Beautiful Virgin Islands

Thursday, Nov 20, 2025

Billionaire Sir Richard Branson’s Three-Year Fight Against ‘Fake Sites And Fraudsters’ Online

Billionaire Sir Richard Branson’s Three-Year Fight Against ‘Fake Sites And Fraudsters’ Online

Sir Richard Branson has a cybercrime problem. It costs victims millions of dollars and ruins the lives of ordinary people. But he’s not the perpetrator.

With an estimated net worth of $4.4 billion and a classic entrepreneurial backstory, Branson’s familiar smile, goatee and shock of blond hair is—alongside pop star Ed Sheeran—a popular celebrity face used in dubious “get rich quick” scams, according to the U.K.’s National Cyber Security Center.

Last week, Branson threw his support behind the NCSC in the battle against financial scams that have been using his image to endorse “bogus” investment opportunities. The NCSC said that it had taken down more than 300,000 malicious URLs linking to fake celebrity-endorsed investment schemes that use “mocked-up online news articles featuring the rich and famous,” to “lure people into making bogus investments.”

Branson said in a statement that his team has “dealt” with “hundreds of instances of fake sites and fraudsters impersonating me or my team online,” and confirmed that he is working in partnership with the NCSC to get the misleading articles taken down. “Sadly, the scams are not going to disappear overnight, and I would urge everyone to be vigilant and always check for official website addresses and verified social media accounts,” Branson said.


Branson’s Battle


Stories of Branson’s personal battles with cybercriminals have in the past been described by the Virgin founder as “straight out of a John le Carré book or a James Bond film.”

One story Branson blogged about online back in October 2017 tells of how the Virgin founder was asked by the then U.K. Secretary of State for Defense Sir Michael Fallon to pay $5 million in ransom for a British diplomat who had been “kidnapped” and was “being held by terrorists.” The conman “assured” Branson that the British government “would find a way” of paying him the $5 million back.
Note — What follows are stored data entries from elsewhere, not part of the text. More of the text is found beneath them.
//! Request types for the gateway.
//!
//! This module defines the OpenAI-compatible chat completion request and the
//! canonical flattening of its messages into a single content string.

use crate::error::{GatewayError, GatewayResult};
use serde::{Deserialize, Serialize};

/// OpenAI-compatible chat completion request
#[derive(Debug, Clone, Default, Serialize, Deserialize)]
pub struct ChatCompletionRequest {
    /// Target model (e.g., "llama-3")
    #[serde(default)]
    pub model: String,

    /// Chat messages in conversation order
    #[serde(default)]
    pub messages: Vec<ChatMessage>,

    /// Sampling temperature (0.0 - 2.0)
    #[serde(default, skip_serializing_if = "Option::is_none")]
    pub temperature: Option<f32>,

    /// Maximum tokens to generate
    #[serde(default, skip_serializing_if = "Option::is_none")]
    pub max_tokens: Option<u32>,

    /// Streaming flag; only `false` is served
    #[serde(default)]
    pub stream: bool,

    /// User identifier for abuse tracking
    #[serde(default, skip_serializing_if = "Option::is_none")]
    pub user: Option<String>,
}

impl ChatCompletionRequest {
    /// Create a request for a model and message sequence
    #[must_use]
    pub fn new(model: impl Into<String>, messages: Vec<ChatMessage>) -> Self {
        Self {
            model: model.into(),
            messages,
            ..Default::default()
        }
    }

    /// Set the temperature
    #[must_use]
    pub fn with_temperature(mut self, temperature: f32) -> Self {
        self.temperature = Some(temperature);
        self
    }

    /// Set max_tokens
    #[must_use]
    pub fn with_max_tokens(mut self, max_tokens: u32) -> Self {
        self.max_tokens = Some(max_tokens);
        self
    }

    /// Validate the request before any network activity
    ///
    /// # Errors
    /// Returns `InvalidRequest` naming the first offending parameter
    pub fn validate(&self) -> GatewayResult<()> {
        if self.model.trim().is_empty() {
            return Err(GatewayError::invalid_request(
                "model is required",
                Some("model"),
            ));
        }

        if self.messages.is_empty() {
            return Err(GatewayError::invalid_request(
                "messages cannot be empty",
                Some("messages"),
            ));
        }

        if self.stream {
            return Err(GatewayError::invalid_request(
                "streaming responses are not supported",
                Some("stream"),
            ));
        }

        if let Some(t) = self.temperature {
            if !(0.0..=2.0).contains(&t) {
                return Err(GatewayError::invalid_request(
                    format!("temperature must be between 0.0 and 2.0, got {t}"),
                    Some("temperature"),
                ));
            }
        }

        Ok(())
    }

    /// Canonical content used both for signing and for the request body
    #[must_use]
    pub fn canonical_content(&self) -> String {
        flatten_messages(&self.messages)
    }
}

/// Flatten messages into `"<role>: <content>"` lines, in conversation order.
///
/// Signing and accounting upstream are content-addressed, so this exact
/// rendering must be used for both the header request and the call body.
#[must_use]
pub fn flatten_messages(messages: &[ChatMessage]) -> String {
    messages
        .iter()
        .map(|m| format!("{}: {}", m.role, m.content))
        .collect::<Vec<_>>()
        .join("\n")
}

/// Chat message with role and content
#[derive(Debug, Clone, PartialEq, Eq, Serialize, Deserialize)]
pub struct ChatMessage {
    /// Role of the message author
    pub role: MessageRole,

    /// Content of the message
    pub content: String,
}

impl ChatMessage {
    /// Create a system message
    #[must_use]
    pub fn system(content: impl Into<String>) -> Self {
        Self {
            role: MessageRole::System,
            content: content.into(),
        }
    }

    /// Create a user message
    #[must_use]
    pub fn user(content: impl Into<String>) -> Self {
        Self {
            role: MessageRole::User,
            content: content.into(),
        }
    }

    /// Create an assistant message
    #[must_use]
    pub fn assistant(content: impl Into<String>) -> Self {
        Self {
            role: MessageRole::Assistant,
            content: content.into(),
        }
    }
}

/// Message role
#[derive(Debug, Clone, Copy, PartialEq, Eq, Hash, Serialize, Deserialize)]
#[serde(rename_all = "lowercase")]
pub enum MessageRole {
    /// System message
    System,
    /// User message
    User,
    /// Assistant message
    Assistant,
}

impl std::fmt::Display for MessageRole {
    fn fmt(&self, f: &mut std::fmt::Formatter<'_>) -> std::fmt::Result {
        match self {
            Self::System => write!(f, "system"),
            Self::User => write!(f, "user"),
            Self::Assistant => write!(f, "assistant"),
        }
    }
}
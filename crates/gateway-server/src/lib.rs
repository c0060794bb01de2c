//! # Gateway Server
//!
//! HTTP server for the ZG Inference Gateway.
//!
//! This crate provides:
//! - Axum-based HTTP server
//! - OpenAI-compatible `/v1/chat/completions` and `/v1/models` endpoints
//! - The OpenAI error envelope for every failure
//! - Health, readiness, liveness and Prometheus endpoints
//! - Graceful shutdown on SIGINT/SIGTERM

#![forbid(unsafe_code)]
#![warn(missing_docs)]

pub mod error;
pub mod extractors;
pub mod handlers;
pub mod routes;
pub mod server;
pub mod shutdown;
pub mod state;

// Re-export main types
pub use error::ApiError;
pub use routes::create_router;
pub use server::{Server, ServerConfig, ServerError};
pub use shutdown::shutdown_signal;
pub use state::{AppState, AppStateBuilder};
Branson added in a blog post on the debacle, “The Sir Michael I spoke to sounded exactly like Sir Michael, I was understandably cautious.” But the whole thing turned out to be a scam.

Branson then called Whitehall and the scam was revealed to be just that. Billionaire David Reuben also told Branson that he was also among “those targeted by the conman posing as Sir Michael Fallon,” and Branson adds, “Thankfully, David was rightly suspicious and the attempt failed.”

In another attempt, Branson writes on his Virgin blog of a cleaner who approached him and thanked him for his “get rich quick scheme.” The $300 the man had invested had increased to $450, but, Branson writes, “before they paid him the $450 back he had to send in another $1,000 dollars.”

“Posing as his uncle, I got on the phone to the conman. . . . I said we would send the $1,000 but wanted the $450 back first. They refused to refund the money.”

The War In House


A Virgin Group spokesperson told Forbes that the problem really kicked off in 2017 “following a wave of bitcoin-related scamming activity.” Since then, Branson’s team have been forced to react to the new reality of online scams.

Virgin warns that the latest scam involves using Branson’s face “to enhance credibility” and is usually accompanied by a fake story made to look like it’s from CNN or the BBC. Other methods involve the copying of Virgin websites. “Recently, we have seen criminals registering websites with ‘virgin’ in the name. They then use these websites to operate email addresses to correspond with members of the public and clone genuine Virgin group websites to lend credibility to their scamming activities,” a Virgin director from the London office said.

Some scams come from “sophisticated confidence tricksters,” the Virgin spokesperson adds, that “individual targets are chosen carefully and significant preparation is put in by the criminals, often involving phone calls—in which Richard might be impersonated—to lend authenticity.”

Branson writes online of a scam following the devastation caused by Hurricane Irma in the British Virgin Islands in 2017, where a “very successful businessperson” was duped by an “extremely accurate impression” of Branson while the entrepreneur was “trying to mobilize aid in the BVI.”

Branson wrote in October 2017, “The businessperson, incredibly graciously, gave $2 million, which promptly disappeared,” later adding, “this one really takes the biscuit! I’m very sorry for this incredibly kind man and incredibly grateful that they were willing to help us after the hurricane.

“If only their money had gone to the people of the BVI, not the con man.”